'''
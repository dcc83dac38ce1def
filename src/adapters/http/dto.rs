//! Request and response bodies for the HTTP API.

use serde::{Deserialize, Serialize};

use crate::application::TurnEvent;
use crate::ports::{
    IngestedFileRecord, KnowledgeBaseRecord, KnowledgeBaseStats, SessionRecord, StoredMessage,
};

#[derive(Debug, Deserialize)]
pub struct CreateKnowledgeBaseRequest {
    pub id: String,
    #[serde(default)]
    pub description: Option<String>,
}

#[derive(Debug, Serialize)]
pub struct KnowledgeBaseResponse {
    pub id: String,
    pub description: Option<String>,
    pub created_at: String,
}

impl From<KnowledgeBaseRecord> for KnowledgeBaseResponse {
    fn from(record: KnowledgeBaseRecord) -> Self {
        Self {
            id: record.id.to_string(),
            description: record.description,
            created_at: record.created_at.to_rfc3339(),
        }
    }
}

#[derive(Debug, Serialize)]
pub struct KnowledgeBaseStatsResponse {
    pub file_count: u32,
    pub chunk_count: u32,
    pub session_count: u32,
}

impl From<KnowledgeBaseStats> for KnowledgeBaseStatsResponse {
    fn from(stats: KnowledgeBaseStats) -> Self {
        Self {
            file_count: stats.file_count,
            chunk_count: stats.chunk_count,
            session_count: stats.session_count,
        }
    }
}

#[derive(Debug, Serialize)]
pub struct IngestedFileResponse {
    pub file_name: String,
    pub file_type: String,
    pub chunk_count: u32,
    pub ingested_at: String,
}

impl From<IngestedFileRecord> for IngestedFileResponse {
    fn from(record: IngestedFileRecord) -> Self {
        Self {
            file_name: record.file_name,
            file_type: record.file_type,
            chunk_count: record.chunk_count,
            ingested_at: record.ingested_at.to_rfc3339(),
        }
    }
}

#[derive(Debug, Deserialize)]
pub struct CreateSessionRequest {
    #[serde(default)]
    pub title: Option<String>,
}

#[derive(Debug, Serialize)]
pub struct SessionResponse {
    pub id: String,
    pub knowledge_base: String,
    pub title: Option<String>,
    pub created_at: String,
    pub updated_at: String,
}

impl From<SessionRecord> for SessionResponse {
    fn from(record: SessionRecord) -> Self {
        Self {
            id: record.id.to_string(),
            knowledge_base: record.knowledge_base.to_string(),
            title: record.title,
            created_at: record.created_at.to_rfc3339(),
            updated_at: record.updated_at.to_rfc3339(),
        }
    }
}

#[derive(Debug, Serialize)]
pub struct StoredMessageResponse {
    pub id: String,
    pub origin: String,
    pub content: String,
    pub created_at: String,
}

impl From<StoredMessage> for StoredMessageResponse {
    fn from(message: StoredMessage) -> Self {
        Self {
            id: message.id.to_string(),
            origin: message.origin.label().to_string(),
            content: message.content,
            created_at: message.created_at.to_rfc3339(),
        }
    }
}

#[derive(Debug, Deserialize)]
pub struct SendMessageRequest {
    pub message: String,
}

#[derive(Debug, Serialize)]
pub struct TurnEventResponse {
    pub node: String,
    pub detail: String,
}

impl From<TurnEvent> for TurnEventResponse {
    fn from(event: TurnEvent) -> Self {
        Self {
            node: event.node.to_string(),
            detail: event.detail,
        }
    }
}

#[derive(Debug, Serialize)]
pub struct SendMessageResponse {
    pub session: String,
    pub answer: String,
    pub research_iterations: usize,
    pub forced_writer: bool,
    pub events: Vec<TurnEventResponse>,
}

#[derive(Debug, Serialize)]
pub struct ErrorResponse {
    pub error: String,
}
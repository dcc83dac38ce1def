//! Foundation types shared across the domain.
//!
//! Identifier newtypes, the error vocabulary, and the timestamp value object.

mod errors;
mod ids;
mod timestamp;

pub use errors::ValidationError;
pub use ids::{KnowledgeBaseId, MessageId, SessionId, ToolCallId};
pub use timestamp::Timestamp;
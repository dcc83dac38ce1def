//! SQLite-backed conversation store.
//!
//! Timestamps are stored as RFC 3339 TEXT so rows stay readable and
//! lexicographic order matches chronological order. Messages additionally
//! order by rowid, which disambiguates writes within the same second.

use std::str::FromStr;

use async_trait::async_trait;
use sqlx::sqlite::{SqliteConnectOptions, SqlitePool, SqlitePoolOptions, SqliteRow};
use sqlx::Row;
use tracing::info;

use crate::domain::agent::MessageOrigin;
use crate::domain::foundation::{KnowledgeBaseId, MessageId, SessionId, Timestamp};
use crate::ports::{
    ConversationStore, IngestedFileRecord, KnowledgeBaseRecord, KnowledgeBaseStats,
    SessionRecord, StoreError, StoredMessage,
};

const SCHEMA: &str = "
CREATE TABLE IF NOT EXISTS knowledge_bases (
    id          TEXT PRIMARY KEY,
    description TEXT,
    created_at  TEXT NOT NULL
);

CREATE TABLE IF NOT EXISTS sessions (
    id             TEXT PRIMARY KEY,
    knowledge_base TEXT NOT NULL REFERENCES knowledge_bases(id),
    title          TEXT,
    created_at     TEXT NOT NULL,
    updated_at     TEXT NOT NULL
);

CREATE TABLE IF NOT EXISTS messages (
    id         TEXT PRIMARY KEY,
    session_id TEXT NOT NULL REFERENCES sessions(id),
    origin     TEXT NOT NULL,
    content    TEXT NOT NULL,
    created_at TEXT NOT NULL
);

CREATE TABLE IF NOT EXISTS kb_files (
    knowledge_base TEXT NOT NULL REFERENCES knowledge_bases(id),
    file_name      TEXT NOT NULL,
    file_type      TEXT NOT NULL,
    chunk_count    INTEGER NOT NULL,
    ingested_at    TEXT NOT NULL,
    PRIMARY KEY (knowledge_base, file_name)
);

CREATE INDEX IF NOT EXISTS idx_messages_session ON messages(session_id);
CREATE INDEX IF NOT EXISTS idx_sessions_kb ON sessions(knowledge_base);
";

/// Conversation store backed by a SQLite database file.
pub struct SqliteStore {
    pool: SqlitePool,
}

impl SqliteStore {
    /// Connects to the database at `url` (e.g. `sqlite://data/chat.db`),
    /// creating the file and schema when missing.
    pub async fn connect(url: &str) -> Result<Self, StoreError> {
        let options = SqliteConnectOptions::from_str(url)
            .map_err(StoreError::database)?
            .create_if_missing(true);

        let pool = SqlitePoolOptions::new()
            .max_connections(5)
            .connect_with(options)
            .await
            .map_err(StoreError::database)?;

        sqlx::raw_sql(SCHEMA)
            .execute(&pool)
            .await
            .map_err(StoreError::database)?;

        info!(url, "sqlite store ready");
        Ok(Self { pool })
    }

    /// Wraps an existing pool (tests).
    pub async fn from_pool(pool: SqlitePool) -> Result<Self, StoreError> {
        sqlx::raw_sql(SCHEMA)
            .execute(&pool)
            .await
            .map_err(StoreError::database)?;
        Ok(Self { pool })
    }
}

fn parse_timestamp(value: &str) -> Result<Timestamp, StoreError> {
    Timestamp::parse_rfc3339(value).map_err(StoreError::database)
}

fn kb_record(row: &SqliteRow) -> Result<KnowledgeBaseRecord, StoreError> {
    Ok(KnowledgeBaseRecord {
        id: KnowledgeBaseId::new(row.get::<String, _>("id")).map_err(StoreError::database)?,
        description: row.get("description"),
        created_at: parse_timestamp(&row.get::<String, _>("created_at"))?,
    })
}

fn session_record(row: &SqliteRow) -> Result<SessionRecord, StoreError> {
    Ok(SessionRecord {
        id: SessionId::from_str(&row.get::<String, _>("id")).map_err(StoreError::database)?,
        knowledge_base: KnowledgeBaseId::new(row.get::<String, _>("knowledge_base"))
            .map_err(StoreError::database)?,
        title: row.get("title"),
        created_at: parse_timestamp(&row.get::<String, _>("created_at"))?,
        updated_at: parse_timestamp(&row.get::<String, _>("updated_at"))?,
    })
}
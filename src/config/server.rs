//! HTTP server configuration.

use std::net::{IpAddr, SocketAddr};

use serde::Deserialize;

use super::ConfigError;

fn default_host() -> String {
    "127.0.0.1".to_string()
}

fn default_port() -> u16 {
    8080
}

/// Configuration for the HTTP listener.
#[derive(Debug, Clone, Deserialize)]
pub struct ServerConfig {
    #[serde(default = "default_host")]
    host: String,
    #[serde(default = "default_port")]
    port: u16,
}

impl ServerConfig {
    /// Returns the bind host.
    pub fn host(&self) -> &str {
        &self.host
    }

    /// Returns the bind port.
    pub fn port(&self) -> u16 {
        self.port
    }

    /// Returns the socket address to bind.
    pub fn socket_addr(&self) -> Result<SocketAddr, ConfigError> {
        let ip: IpAddr = self
            .host
            .parse()
            .map_err(|_| ConfigError::invalid("server.host", "not a valid IP address"))?;
        Ok(SocketAddr::new(ip, self.port))
    }

    pub(super) fn validate(&self) -> Result<(), ConfigError> {
        self.socket_addr().map(|_| ())
    }
}

impl Default for ServerConfig {
    fn default() -> Self {
        Self {
            host: default_host(),
            port: default_port(),
        }
    }
}

#[cfg(test)]
mod tests {
    use super::*;

    #[test]
    fn default_binds_localhost() {
        let config = ServerConfig::default();
        let addr = config.socket_addr().unwrap();
        assert_eq!(addr.to_string(), "127.0.0.1:8080");
    }

    #[test]
    fn bad_host_is_rejected() {
        let config = ServerConfig {
            host: "not-an-ip".to_string(),
            port: 8080,
        };
        assert!(config.validate().is_err());
    }
}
'''
- _YOUR TASK_
Scanning the listing, tally the lines with "serde" in them and state the number by itself.

- _EXERCISE RESPONSE_
6